Setting data block encoding and compression algorithms during creation

  • Method 1: Using hbase shell
    1. Log in to the node where the client is installed as the client installation user.
    2. Run the following command to go to the client directory:

      cd /opt/client

    3. Run the following command to configure environment variables:

      source bigdata_env

    4. If the Kerberos authentication is enabled for the current cluster, run the following command to authenticate the user. If Kerberos authentication is disabled for the current cluster, skip this step:

      kinit Component service user

      For example, kinit hbaseuser.

    5. Run the following HBase client command:

      hbase shell

    6. Create a table.
      create 't1', {NAME => 'f1', COMPRESSION => 'SNAPPY', DATA_BLOCK_ENCODING => 'FAST_DIFF'}
      • t1: indicates the table name.
      • f1: indicates the column family name.
      • SNAPPY: indicates the column family uses the SNAPPY compression algorithm.
      • FAST_DIFF: indicates FAST_DIFF is used for encoding.
      • The parameter in the braces specifies the column family. You can specify multiple column families using multiple braces and separate them by commas (,). For details about table creation statements, run the help 'create' statement in the HBase shell.
  • Method 2: Using Java APIs
    The following code snippet shows only how to set the encoding and compression modes of a column family when creating a table. For complete code for creating a table and how to use the code to create a table, see "HBase Development Guide" > "Modifying a Table" in .
    TableDescriptorBuilder htd = TableDescriptorBuilder.newBuilder(TableName.valueOf("t1"));// Create a descriptor for table t1.
    ColumnFamilyDescriptorBuilder hcd = ColumnFamilyDescriptorBuilder.newBuilder(Bytes.toBytes("f1"));// Create a builder for column family f1.
    hcd.setDataBlockEncoding(DataBlockEncoding.FAST_DIFF);// Set the encoding mode of column family f1 to FAST_DIFF.
    hcd.setCompressionType(Compression.Algorithm.SNAPPY);// Set the compression algorithm of column family f1 to SNAPPY.
    htd.setColumnFamily(hcd.build())// Add the column family f1 to the descriptor of table t1.

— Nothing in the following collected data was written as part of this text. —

//! catheat crate root: re-exports and module wiring.
//!
//! Categorical heatmaps: a grid of discrete labels drawn as colored cells
//! with a legend mapping each label to its color.
//!
//! - `grid`: label grids, category discovery and the index grid
//! - `palette`: named palettes, colormaps and explicit color lists
//! - `heatmap`: options, color resolution and the [`Heatmap`] handle
//! - `legend` / `render`: layout, SVG scene and raster output
//! - `config`: YAML/JSON style files
//! - `viewer`: interactive egui window (feature `viewer`)
//!
//! ```no_run
//! use catheat::{heatmap, CategoryGrid, HeatmapOptions};
//!
//! let grid = CategoryGrid::from_rows(vec![
//!     vec!["a", "b", "a"],
//!     vec!["c", "a", "b"],
//! ])?;
//! let hm = heatmap(&grid, &HeatmapOptions::new().palette("tab10"))?;
//! hm.save("out.png")?;
//! # Ok::<(), catheat::HeatmapError>(())
//! ```

pub mod color;
pub mod config;
pub mod error;
pub mod grid;
pub mod heatmap;
pub mod legend;
pub mod palette;
pub mod render;
#[cfg(feature = "viewer")]
pub mod viewer;

// Public re-exports for a compact external API
pub use color::{parse_color, to_hex};
pub use config::HeatmapConfig;
pub use egui::Color32;
pub use error::{HeatmapError, Result};
pub use grid::{CategoryGrid, IndexGrid};
pub use heatmap::{
    heatmap, resolve_colors, CategoryColors, Heatmap, HeatmapOptions, LegendOptions,
    LegendPosition, Style,
};
pub use legend::{LegendEntry, LegendLayout};
pub use palette::{Colormap, Palette};
pub use render::FigureLayout;
#[cfg(feature = "viewer")]
pub use viewer::{show, ViewerOptions};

Setting or modifying the data block encoding mode and compression algorithm for an existing table

  • Method 1: Using hbase shell
    1. Log in to the node where the client is installed as the client installation user.
    2. Run the following command to go to the client directory:

      cd /opt/client

    3. Run the following command to configure environment variables:

      source bigdata_env

    4. If the Kerberos authentication is enabled for the current cluster, run the following command to authenticate the user. If Kerberos authentication is disabled for the current cluster, skip this step:

      kinit Component service user

      For example, kinit hbaseuser.

    5. Run the following HBase client command:

      hbase shell

    6. Run the following command to modify the table:

      alter 't1', {NAME => 'f1', COMPRESSION => 'SNAPPY', DATA_BLOCK_ENCODING => 'FAST_DIFF'}

  • Method 2: Using Java APIs

    The following code snippet shows only how to modify the encoding and compression modes of a column family in an existing table. For complete code for modifying a table and how to use the code to modify a table, see "HBase Development Guide".

    TableDescriptor htd = admin.getDescriptor(TableName.valueOf("t1"));// Obtain the descriptor of table t1.
    ColumnFamilyDescriptor originCF = htd.getColumnFamily(Bytes.toBytes("f1"));// Obtain the descriptor of column family f1.
    builder.ColumnFamilyDescriptorBuilder hcd = ColumnFamilyDescriptorBuilder.newBuilder(originCF);// Create a builder based on the existing column family attributes.
    hcd.setDataBlockEncoding(DataBlockEncoding.FAST_DIFF);// Change the encoding mode of the column family to FAST_DIFF.
    hcd.setCompressionType(Compression.Algorithm.SNAPPY);// Change the compression algorithm of the column family to SNAPPY.
    admin.modifyColumnFamily(TableName.valueOf("t1"), hcd.build());// Submit to the server to modify the attributes of column family f1.

    After the modification, the encoding and compression modes of the existing HFile will take effect after the next compaction.